Dark Knight Rises, The

Dark Knight Rises, The

For me, there was only one major annoyance in Nolan’s last Batman film, one piece of horrendous screenwriting as opposed to the dozens in The Dark Knight. And Rises could easily have gone even more emo. But it has jokes here and there! An actual sense of fun! Drawing further comparison to that superior original entry, the set pieces are interesting and exciting and not entirely borrowed. The opening will blow you away.

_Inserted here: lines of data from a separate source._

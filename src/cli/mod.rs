//! CLI command handling module
//!
//! Handles argument parsing, the `config` subcommands and debug logging.

mod config;
mod logging;

pub use config::{ConfigSubcommand, handle_config_command};
pub use logging::init_logging;

use clap::{Parser, Subcommand};

/// dockhand - a keyboard-driven terminal UI for Docker
#[derive(Parser, Debug)]
#[command(name = "dockhand", version)]
#[command(about = "A keyboard-driven terminal UI for managing Docker resources", long_about = None)]
pub struct Args {
    /// Enable debug logging
    #[arg(long, short = 'd')]
    pub debug: bool,

    #[command(subcommand)]
    pub command: Option<Command>,
}

#[derive(Subcommand, Debug)]
pub enum Command {
    /// Configuration management
    Config {
        #[command(subcommand)]
        subcommand: ConfigSubcommand,
    },
}
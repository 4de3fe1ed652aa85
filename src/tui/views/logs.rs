//! Log viewer

use crate::tui::app::state::LogsState;
use crate::tui::theme::Theme;
use crate::tui::views::helpers::create_themed_block;
use ratatui::{
    Frame,
    layout::Rect,
    style::Style,
    text::{Line, Span},
    widgets::Paragraph,
};
use std::ops::Range;

/// Indices of the buffered lines that fit in `height` rows when the view
/// sits `from_bottom` lines above the newest one. Scrolling stops once the
/// first line reaches the top.
fn window(total: usize, height: usize, from_bottom: usize) -> Range<usize> {
    let end = total.saturating_sub(from_bottom).max(height.min(total));
    end.saturating_sub(height)..end
}

pub fn render_logs(f: &mut Frame, area: Rect, logs: &LogsState, theme: &Theme) {
    let mode = if logs.follow { "following" } else { "paused" };
    let ended = if logs.is_streaming() { "" } else { " (stream ended)" };
    let title = format!(
        "Logs: {} [{}] {} lines{}",
        logs.container_name,
        mode,
        logs.lines.len(),
        ended
    );

    let height = area.height.saturating_sub(2) as usize;
    let range = window(logs.lines.len(), height, logs.scroll_from_bottom);
    let lines: Vec<Line> = logs
        .lines
        .range(range)
        .map(|entry| {
            let style = if entry.is_error() {
                Style::default().fg(theme.operation_error)
            } else {
                Style::default().fg(theme.text_primary)
            };
            Line::from(Span::styled(entry.line.clone(), style))
        })
        .collect();

    let body = if lines.is_empty() {
        Paragraph::new(Line::from(Span::styled(
            "Waiting for output...",
            Style::default().fg(theme.text_secondary),
        )))
    } else {
        Paragraph::new(lines)
    };
    f.render_widget(body.block(create_themed_block(&title, theme)), area);
}
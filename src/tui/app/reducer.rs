//! The reducer: the only place application state changes
//!
//! One event is handled start to finish before the next. Side effects come
//! back as commands; nothing here awaits.

use super::async_ops::{next_log, next_stats};
use super::core::App;
use super::events::Event;
use super::state::{LiveStream, Refresh, ViewKind, stream_error_message};
use crate::models::short_id;
use crate::runtime::Command;

/// Apply `event` to `app` and return the work it triggers
pub fn reduce(app: &mut App, event: Event) -> Vec<Command<Event>> {
    match event {
        Event::Input(key) => app.handle_key(key),
        Event::Resize(width, height) => {
            app.ui_state.size = (width, height);
            Vec::new()
        }
        Event::RefreshTick => {
            let mut commands = vec![app.tick()];
            if !app.view_state.is_capturing_text() && app.modal.is_none() {
                commands.extend(app.fetch_view(app.view_state.current));
            }
            commands
        }
        Event::ClearStatus { generation } => {
            app.clear_status(generation);
            Vec::new()
        }

        Event::ContainersLoaded(result) => {
            loaded(app, Refresh::Containers, result, "containers", |app, v| {
                app.resources.containers = v
            })
        }
        Event::ImagesLoaded(result) => loaded(app, Refresh::Images, result, "images", |app, v| {
            app.resources.images = v
        }),
        Event::VolumesLoaded(result) => {
            loaded(app, Refresh::Volumes, result, "volumes", |app, v| {
                app.resources.volumes = v
            })
        }
        Event::NetworksLoaded(result) => {
            loaded(app, Refresh::Networks, result, "networks", |app, v| {
                app.resources.networks = v
            })
        }
        Event::ComposeLoaded(result) => {
            loaded(app, Refresh::Compose, result, "compose projects", |app, v| {
                app.resources.projects = v
            })
        }
        Event::GroupsLoaded(result) => loaded(app, Refresh::Groups, result, "groups", |app, v| {
            app.resources.groups = v
        }),

        Event::OperationFinished { result, refresh } => {
            let status = match result {
                Ok(message) => app.set_status(message, false),
                Err(message) => app.set_status(message, true),
            };
            let mut commands = vec![status];
            commands.extend(refresh.into_iter().map(|what| app.fetch(what)));
            commands
        }

        Event::ContainerConfigLoaded { id, result } => match result {
            Ok(spec) => {
                let name = spec.name.clone();
                let mut commands = app.switch_view(ViewKind::EnvVars);
                app.view_state.env.load(&id, spec);
                commands.push(app.set_status(format!("Editing environment of {}", name), false));
                commands
            }
            Err(e) => vec![app.set_status(format!("Failed to load container config: {}", e), true)],
        },

        Event::Recreated {
            old_id,
            name,
            outcome,
        } => {
            let message = match (&outcome.result, &outcome.new_id) {
                (Ok(()), _) => Ok(format!("Container {} recreated", name)),
                (Err(e), Some(new_id)) => Err(format!(
                    "Failed to recreate container: {} (new container {} exists)",
                    e,
                    short_id(new_id)
                )),
                (Err(e), None) => Err(format!("Failed to recreate container: {}", e)),
            };
            tracing::debug!(old = %short_id(&old_id), steps = ?outcome.steps, "recreate finished");
            let status = match message {
                Ok(message) => app.set_status(message, false),
                Err(message) => app.set_status(message, true),
            };
            vec![
                status,
                app.fetch(Refresh::Containers),
                app.fetch(Refresh::Groups),
            ]
        }

        Event::LogStreamOpened(subscription) => {
            let rearm = next_log(&subscription);
            if app.view_state.logs.attach(subscription) {
                vec![rearm]
            } else {
                Vec::new()
            }
        }
        Event::StatsStreamOpened(subscription) => {
            let rearm = next_stats(&subscription);
            if app.view_state.stats.attach(subscription) {
                vec![rearm]
            } else {
                Vec::new()
            }
        }

        Event::LogLine {
            subscription,
            entry,
        } => {
            let logs = &mut app.view_state.logs;
            if !logs.accepts(subscription) {
                return Vec::new();
            }
            logs.push(entry);
            match logs.stream.as_ref().and_then(LiveStream::subscription) {
                Some(live) => vec![next_log(live)],
                None => Vec::new(),
            }
        }
        Event::StatsSample {
            subscription,
            stats,
        } => {
            let panel = &mut app.view_state.stats;
            if !panel.accepts(subscription) {
                return Vec::new();
            }
            panel.push(stats);
            match panel.stream.as_ref().and_then(LiveStream::subscription) {
                Some(live) => vec![next_stats(live)],
                None => Vec::new(),
            }
        }
        Event::StreamFailed {
            subscription,
            error,
        } => {
            if app.view_state.logs.accepts(subscription) {
                app.view_state.logs.close();
                vec![app.set_status(stream_error_message("Log", &error), true)]
            } else if app.view_state.stats.accepts(subscription) {
                app.view_state.stats.close();
                vec![app.set_status(stream_error_message("Stats", &error), true)]
            } else {
                Vec::new()
            }
        }
    }
}

/// Store a fetched collection and re-resolve every drill-down against it
fn loaded<T, E: std::fmt::Display>(
    app: &mut App,
    what: Refresh,
    result: Result<T, E>,
    noun: &str,
    store: impl FnOnce(&mut App, T),
) -> Vec<Command<Event>> {
    match result {
        Ok(items) => {
            store(app, items);
            app.resources.loaded.insert(what);
            app.view_state.reconcile(&app.resources);
            Vec::new()
        }
        Err(e) => vec![app.set_status(format!("Failed to list {}: {}", noun, e), true)],
    }
}

impl App {
    /// Method form of [`reduce`]
    pub fn update(&mut self, event: Event) -> Vec<Command<Event>> {
        reduce(self, event)
    }
}
//! About view: version and key reference

use crate::tui::keybindings::global_help_commands;
use crate::tui::theme::Theme;
use ratatui::{
    Frame,
    layout::{Constraint, Direction, Layout, Rect},
    style::{Modifier, Style},
    text::{Line, Span},
    widgets::{Block, Borders, Paragraph},
};

const CONTAINER_KEYS: [(&str, &str); 7] = [
    ("<s>", "Start"),
    ("<x>", "Stop"),
    ("<r>", "Restart"),
    ("<d>", "Delete (asks first)"),
    ("<l>", "Follow logs"),
    ("<t>", "Live stats"),
    ("<v>", "Edit environment"),
];

const VIEW_KEYS: [(&str, &str); 9] = [
    ("<j>/<k>", "Move selection"),
    ("<Enter>", "Open group, network, project"),
    ("<←>/<→>", "Switch sub-tab"),
    ("<n>", "New group or network"),
    ("<u>", "Remove from group / disconnect"),
    ("<p>", "Pull image / prune volumes"),
    ("<f>", "Toggle log follow"),
    ("<a>/<e>", "Add / edit variable"),
    ("<Ctrl+s>", "Save env and recreate"),
];

pub fn render_about(f: &mut Frame, area: Rect, theme: &Theme) {
    let block = Block::default().title("About").borders(Borders::ALL);
    let inner = block.inner(area);
    f.render_widget(block, area);

    let rows = Layout::default()
        .direction(Direction::Vertical)
        .constraints([Constraint::Length(3), Constraint::Min(0)])
        .split(inner);

    let banner = vec![
        Line::from(vec![
            Span::styled("dockhand ", theme.header_title_style()),
            Span::styled(
                format!("v{}", env!("CARGO_PKG_VERSION")),
                Style::default().fg(theme.text_secondary),
            ),
        ]),
        Line::from("Terminal UI for Docker containers, images, volumes, networks and compose projects"),
    ];
    f.render_widget(Paragraph::new(banner), rows[0]);

    let columns = Layout::default()
        .direction(Direction::Horizontal)
        .constraints([
            Constraint::Percentage(33),
            Constraint::Percentage(33),
            Constraint::Percentage(34),
        ])
        .split(rows[1]);

    render_column(f, columns[0], "GENERAL", &global_help_commands(), theme);
    render_column(f, columns[1], "CONTAINERS", &CONTAINER_KEYS, theme);
    render_column(f, columns[2], "VIEWS", &VIEW_KEYS, theme);
}

fn render_column(f: &mut Frame, area: Rect, title: &str, items: &[(&str, &str)], theme: &Theme) {
    let mut lines = vec![Line::from(Span::styled(
        title,
        Style::default()
            .fg(theme.table_header)
            .add_modifier(Modifier::BOLD),
    ))];
    for (key, description) in items {
        lines.push(Line::from(vec![
            Span::styled(
                format!("{} ", key),
                Style::default()
                    .fg(theme.footer_key)
                    .add_modifier(Modifier::BOLD),
            ),
            Span::raw(*description),
        ]));
    }
    f.render_widget(Paragraph::new(lines), area);
}
pub(crate) fn next_log(subscription: &Subscription<LogEntry>) -> Command<Event> {
    subscription.next_command(
        |subscription, entry| Event::LogLine {
            subscription,
            entry,
        },
        |subscription, error| Event::StreamFailed {
            subscription,
            error,
        },
    )
}

pub(crate) fn next_stats(subscription: &Subscription<ContainerStats>) -> Command<Event> {
    subscription.next_command(
        |subscription, stats| Event::StatsSample {
            subscription,
            stats,
        },
        |subscription, error| Event::StreamFailed {
            subscription,
            error,
        },
    )
}

fn megabytes(bytes: u64) -> f64 {
    bytes as f64 / 1024.0 / 1024.0
}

Okay so after that you won’t see any action for a while, which in itself is no loss but for the fact that the film has no real momentum (build-up scenes functionally too repetitive) until the last act, at which point the easiest movie comparison is actually X-Men: The Last Stand. Like the tertiary edition to Fox’s franchise, this is the point where the world itself changes in a significant way. And also it has a silly mass street brawl. Interestingly, Nolan opts not to show enough detail to let the situation really sink in.

Perhaps it’s because this is not just an ideologically troublesome movie. The last two had perhaps the benefit of the doubt in their ambiguity. With its actualised moral compass Rises is disturbingly closer to the Frank Miller end of the spectrum than Alan Moore, though it borrows liberally from both (and not just their Batman stories). But it is nonetheless fascinating as it (meanwhile) rounds off its modernist vision of the city.

At its best, Rises is as exciting as Begins. And, unlike that middle chapter, it’s actually interesting. Also, Anne Hathaway in latex on the Batpod. One of Nolan’s better films, then.